> **EXERCISE**: Look for the string "ParseMode" in the data below, and copy each line that holds it.

Dataset entries

use super::*;
use tokio::task::AbortHandle;

struct ActiveSweep {
    origin: ChatId,
    handle: AbortHandle,
}

/// Registry of running sweeps; each one is its own tokio task.
pub(super) struct Sweeps {
    delivery: Arc<Delivery>,
    active: Arc<Mutex<HashMap<String, ActiveSweep>>>,
}

impl Sweeps {
    pub(super) fn new(delivery: Arc<Delivery>) -> Self {
        Sweeps {
            delivery,
            active: Arc::new(Mutex::new(HashMap::new())),
        }
    }

    /// Starts `job` in the background and returns its id immediately.
    pub(super) async fn spawn(&self, job: SweepJob) -> String {
        let id = short_id();
        let delivery = self.delivery.clone();
        let active = self.active.clone();
        let task_id = id.clone();

        // Held across spawn so the task cannot deregister before it is registered.
        let mut registry = self.active.lock().await;
        let origin = job.origin;
        let task = tokio::spawn(async move {
            info!(
                "sweep {} started: {} links to {:?}",
                task_id, job.upper_bound, job.target
            );
            let report = delivery.deliver_sweep(&job).await;
            info!(
                "sweep {} finished: {} delivered, {} failed",
                task_id, report.delivered, report.failed
            );
            active.lock().await.remove(&task_id);
            report
        });
        registry.insert(
            id.clone(),
            ActiveSweep {
                origin,
                handle: task.abort_handle(),
            },
        );
        id
    }

    /// Aborts every sweep started from `origin`; returns how many were stopped.
    pub(super) async fn cancel_for(&self, origin: ChatId) -> usize {
        let mut registry = self.active.lock().await;
        let ids: Vec<String> = registry
            .iter()
            .filter(|(_, sweep)| sweep.origin == origin)
            .map(|(id, _)| id.clone())
            .collect();
        for id in &ids {
            if let Some(sweep) = registry.remove(id) {
                sweep.handle.abort();
                info!("sweep {} aborted", id);
            }
        }
        ids.len()
    }

    #[cfg(test)]
    pub(super) async fn active_for(&self, origin: ChatId) -> usize {
        self.active
            .lock()
            .await
            .values()
            .filter(|sweep| sweep.origin == origin)
            .count()
    }
}
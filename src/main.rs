use std::collections::{HashMap, HashSet};
use std::fs;
use std::io::Write;
use std::path::{Path, PathBuf};
use std::sync::Arc;
use std::time::Duration;

use anyhow::{anyhow, Context, Result};
use clap::Parser;
use log::{error, info, warn};
use serde::{Deserialize, Serialize};
use teloxide::prelude::*;
use teloxide::types::{InlineKeyboardButton, InlineKeyboardMarkup, ParseMode, Recipient, User};
use tokio::sync::Mutex;

mod callback_handlers;
mod conversation;
mod delivery;
mod helpers;
mod message_handlers;
mod pagination;
mod render;
mod sweeps;

use callback_handlers::handle_callback;
use conversation::*;
use delivery::*;
use helpers::*;
use message_handlers::handle_message;
use pagination::*;
use render::*;
use sweeps::*;

const DEFAULT_BLOCK_SIZE: u64 = 100;
const DEFAULT_MAX: u64 = 100_000;
const DEFAULT_TEMPLATE: &str = "http://t.me/nft/JackintheBox-";
const CHAT_DELAY_MS: u64 = 2_000;
const CHANNEL_DELAY_MS: u64 = 3_000;
const RATE_LIMIT_DEFAULT_SECS: u64 = 2;
const DEFAULT_USERS_PATH: &str = "users.txt";

const DEFAULT_BLOCK_PREFIX: &str = "default_paginated_";
/// Telegram caps a message at 4096 UTF-16 units; stay under it with markup included.
const MESSAGE_BUDGET: usize = 4_000;

#[derive(Debug, Deserialize)]
struct ConfigFile {
    token: String,
    users_path: Option<PathBuf>,
    block_size: Option<u64>,
    default_max: Option<u64>,
    default_template: Option<String>,
    chat_delay_ms: Option<u64>,
    channel_delay_ms: Option<u64>,
    rate_limit_default_secs: Option<u64>,
    text_format: Option<TextFormat>,
    decorate_indices: Option<bool>,
}

#[derive(Debug, Clone)]
struct Config {
    token: String,
    users_path: PathBuf,
    block_size: u64,
    default_max: u64,
    default_template: String,
    chat_delay: Duration,
    channel_delay: Duration,
    rate_limit_default: Duration,
    text_format: TextFormat,
    decorate_indices: bool,
}

#[derive(Parser, Debug)]
struct Args {
    #[arg(long)]
    config: PathBuf,
}

/// How message text is interpreted by the transport.
#[derive(Debug, Clone, Copy, PartialEq, Eq, Deserialize)]
#[serde(rename_all = "lowercase")]
enum TextFormat {
    Plain,
    Markdown,
    Html,
}

impl TextFormat {
    fn parse_mode(self) -> Option<ParseMode> {
        match self {
            TextFormat::Plain => None,
            TextFormat::Markdown => Some(ParseMode::MarkdownV2),
            TextFormat::Html => Some(ParseMode::Html),
        }
    }
}

/// A contiguous, 1-based window of link indices.
#[derive(Debug, Clone, Copy, PartialEq, Eq)]
struct LinkRange {
    start: u64,
    end: u64,
    has_next: bool,
    has_prev: bool,
    next_start: u64,
    prev_start: u64,
}

#[derive(Debug, Clone, Copy)]
struct RenderOptions {
    format: TextFormat,
    decorate: bool,
}

#[derive(Debug, Clone)]
struct SendOptions {
    format: TextFormat,
    keyboard: Option<InlineKeyboardMarkup>,
}

impl SendOptions {
    fn plain() -> Self {
        SendOptions {
            format: TextFormat::Plain,
            keyboard: None,
        }
    }
}

#[derive(Debug, Clone, PartialEq, Eq)]
enum DeliveryTarget {
    Conversation(ChatId),
    External(String),
}

#[derive(Debug, Clone)]
struct SweepJob {
    origin: ChatId,
    target: DeliveryTarget,
    upper_bound: u64,
    template: String,
    announce: Option<String>,
    completion: Option<String>,
}

#[derive(Debug, Clone, Copy, Default, PartialEq, Eq)]
struct SweepReport {
    delivered: u64,
    failed: u64,
}

#[derive(Debug, Clone, Copy, PartialEq, Eq)]
enum Step {
    AwaitingCustomLink,
    AwaitingCustomQuantity,
    CustomChoiceMade,
    AwaitingChannel,
}

#[derive(Debug, Clone)]
struct Session {
    step: Step,
    link_template: Option<String>,
    quantity: Option<u64>,
    destination: Option<String>,
}

/// Button payloads, decoded once from callback data.
#[derive(Debug, Clone, Copy, PartialEq, Eq)]
enum Action {
    DefaultBlock { start: u64 },
    Info,
    SweepDefault,
    CustomOptions,
    CustomChat,
    CustomChannel,
    Unknown,
}

#[derive(Debug, Clone)]
struct Actor {
    id: u64,
    username: Option<String>,
}

impl From<&User> for Actor {
    fn from(user: &User) -> Self {
        Actor {
            id: user.id.0,
            username: user.username.clone(),
        }
    }
}

/// What a conversation step asks the bot to do next.
#[derive(Debug, Clone)]
enum Effect {
    Reply {
        text: String,
        keyboard: Option<InlineKeyboardMarkup>,
    },
    Block {
        range: LinkRange,
        template: String,
    },
    Sweep(SweepJob),
}

struct AppState {
    conversation: Conversation,
    delivery: Arc<Delivery>,
    sweeps: Arc<Sweeps>,
    users: UserLog,
}

#[tokio::main]
async fn main() -> Result<()> {
    env_logger::init();

    let args = Args::parse();
    let config = load_config(&args.config)?;

    let bot = Bot::new(config.token.clone());
    let transport: Arc<dyn Transport> = Arc::new(TelegramTransport::new(bot.clone()));
    let delivery = Arc::new(Delivery::new(transport, DeliverySettings::from_config(&config)));
    let users = UserLog::open(&config.users_path)?;

    let state = Arc::new(AppState {
        conversation: Conversation::new(FlowSettings::from_config(&config)),
        sweeps: Arc::new(Sweeps::new(delivery.clone())),
        delivery,
        users,
    });

    let handler = dptree::entry()
        .branch(Update::filter_message().endpoint(handle_message))
        .branch(Update::filter_callback_query().endpoint(handle_callback));

    info!("bot is polling");
    Dispatcher::builder(bot, handler)
        .dependencies(dptree::deps![state])
        .enable_ctrlc_handler()
        .build()
        .dispatch()
        .await;

    Ok(())
}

> **YOUR SOLUTION**:
use teloxide::types::{InlineKeyboardButton, InlineKeyboardMarkup, ParseMode, Recipient, User};
    fn parse_mode(self) -> Option<ParseMode> {
            TextFormat::Markdown => Some(ParseMode::MarkdownV2),
            TextFormat::Html => Some(ParseMode::Html),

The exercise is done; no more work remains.